- WORK INSTRUCTIONS
Starting with the first line of the data that follows, transcribe every line verbatim until the line containing "let person = eligible.extract()?;" has been transcribed.

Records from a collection
....

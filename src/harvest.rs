// src/harvest.rs
use crate::{
    api::Directory,
    config::options::IdRange,
    error::Result,
    profile::{screen, PersonRecord, RawProfile},
    progress::Progress,
    tally::SurnameTable,
};

/// Accumulators for one run. Owned by the caller; nothing is global.
#[derive(Clone, Debug, Default, PartialEq, Eq)]
pub struct Harvest {
    pub people: Vec<PersonRecord>,
    pub table: SurnameTable,
}

impl Harvest {
    pub fn new() -> Self { Self::default() }

    /// Filter, extract and count one batch. Returns how many profiles were kept.
    pub fn absorb(&mut self, profiles: &[RawProfile]) -> Result<usize> {
        let mut kept = 0;
        for profile in profiles {
            let Some(eligible) = screen(profile) else { continue };
            let person = eligible.extract()?;
            self.table.enrich(&person);
            self.people.push(person);
            kept += 1;
        }
        Ok(kept)
    }
}

/// Walk `range` one batch at a time: fetch, then fold the batch in before
/// asking for the next. Any fetch or extraction error aborts the run.
pub fn harvest(
    directory: &dyn Directory,
    range: &IdRange,
    mut progress: Option<&mut dyn Progress>,
) -> Result<Harvest> {
    range.validate()?;
    logf!(
        "Harvest: Begin ids={}..{} step={} batches={}",
        range.start, range.end, range.step, range.batch_count()
    );

    if let Some(p) = progress.as_deref_mut() {
        p.begin(range.batch_count());
        p.log(&format!("Scanning ids {}..{} in steps of {}", range.start, range.end, range.step));
    }

    let mut run = Harvest::new();

    for ids in range.batches() {
        let profiles = directory.users(ids.clone()).inspect_err(|e| {
            loge!("Harvest: fetch {}..{} failed: {}", ids.start, ids.end, e);
        })?;
        let kept = run.absorb(&profiles).inspect_err(|e| {
            loge!("Harvest: batch {}..{} rejected: {}", ids.start, ids.end, e);
        })?;
        logd!("Harvest: batch {}..{} returned={} kept={}", ids.start, ids.end, profiles.len(), kept);

        if let Some(p) = progress.as_deref_mut() {
            p.batch_done(&ids, kept);
        }
    }

    logf!("Harvest: Done people={} surnames={}", run.people.len(), run.table.len());
    if let Some(p) = progress.as_deref_mut() {
        p.finish();
    }
    Ok(run)
}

....

- EXERCISE ANSWER
filename src/harvest.rs
// src/harvest.rs
use crate::{
    api::Directory,
    config::options::IdRange,
    error::Result,
    profile::{screen, PersonRecord, RawProfile},
    progress::Progress,
    tally::SurnameTable,
};

/// Accumulators for one run. Owned by the caller; nothing is global.
#[derive(Clone, Debug, Default, PartialEq, Eq)]
pub struct Harvest {
    pub people: Vec<PersonRecord>,
    pub table: SurnameTable,
}

impl Harvest {
    pub fn new() -> Self { Self::default() }

    /// Filter, extract and count one batch. Returns how many profiles were kept.
    pub fn absorb(&mut self, profiles: &[RawProfile]) -> Result<usize> {
        let mut kept = 0;
        for profile in profiles {
            let Some(eligible) = screen(profile) else { continue };
            let person = eligible.extract()?;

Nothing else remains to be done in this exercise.